-- Source information follows --

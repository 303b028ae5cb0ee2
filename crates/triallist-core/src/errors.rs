//! Structured error types shared across triallist crates.

use std::collections::BTreeMap;
use std::fmt::{self, Display};

use serde::{Deserialize, Serialize};
use thiserror::Error;

/// Structured payload attached to every [`TrialError`] variant.
#[derive(Debug, Clone, PartialEq, Eq, Serialize, Deserialize)]
pub struct ErrorInfo {
    /// Stable machine readable error code.
    pub code: String,
    /// Human readable diagnostic message.
    pub message: String,
    /// Contextual key value pairs (column names, sizes, etc.).
    #[serde(default)]
    pub context: BTreeMap<String, String>,
    /// Optional hint that may help the caller resolve the issue.
    #[serde(skip_serializing_if = "Option::is_none")]
    pub hint: Option<String>,
}

impl ErrorInfo {
    /// Creates a new error payload with the provided code and message.
    pub fn new(code: impl Into<String>, message: impl Into<String>) -> Self {
        Self {
            code: code.into(),
            message: message.into(),
            context: BTreeMap::new(),
            hint: None,
        }
    }

    /// Adds a context entry to the payload.
    pub fn with_context(mut self, key: impl Into<String>, value: impl Into<String>) -> Self {
        self.context.insert(key.into(), value.into());
        self
    }

    /// Sets a human readable hint for remediation.
    pub fn with_hint(mut self, hint: impl Into<String>) -> Self {
        self.hint = Some(hint.into());
        self
    }
}

/// Canonical error type for the triallist pipeline.
///
/// Both variants are detected eagerly at the start of an operation; no
/// partially transformed table is ever returned alongside an error.
#[derive(Debug, Clone, PartialEq, Eq, Serialize, Deserialize, Error)]
#[serde(tag = "family", content = "detail")]
pub enum TrialError {
    /// Malformed or out-of-range configuration.
    #[error("invalid input: {0}")]
    InvalidInput(ErrorInfo),
    /// A requested sample or subset exceeds what the source data supplies.
    #[error("insufficient data: {0}")]
    InsufficientData(ErrorInfo),
    /// Serialization and canonical-encoding errors.
    #[error("serde error: {0}")]
    Serde(ErrorInfo),
}

impl Display for ErrorInfo {
    fn fmt(&self, f: &mut fmt::Formatter<'_>) -> fmt::Result {
        write!(f, "{} (code: {})", self.message, self.code)?;
        if !self.context.is_empty() {
            write!(f, " | context: [")?;
            for (idx, (key, value)) in self.context.iter().enumerate() {
                if idx > 0 {
                    write!(f, ", ")?;
                }
                write!(f, "{key}={value}")?;
            }
            write!(f, "]")?;
        }
        if let Some(hint) = &self.hint {
            write!(f, " | hint: {hint}")?;
        }
        Ok(())
    }
}

impl TrialError {
    /// Returns a reference to the payload describing the error.
    pub fn info(&self) -> &ErrorInfo {
        match self {
            TrialError::InvalidInput(info)
            | TrialError::InsufficientData(info)
            | TrialError::Serde(info) => info,
        }
    }
}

-- Source information concluded --

About this exercise = Take each line above that contains "PartialEq" and copy it out.

Solution =
#[derive(Debug, Clone, PartialEq, Eq, Serialize, Deserialize)]
#[derive(Debug, Clone, PartialEq, Eq, Serialize, Deserialize, Error)]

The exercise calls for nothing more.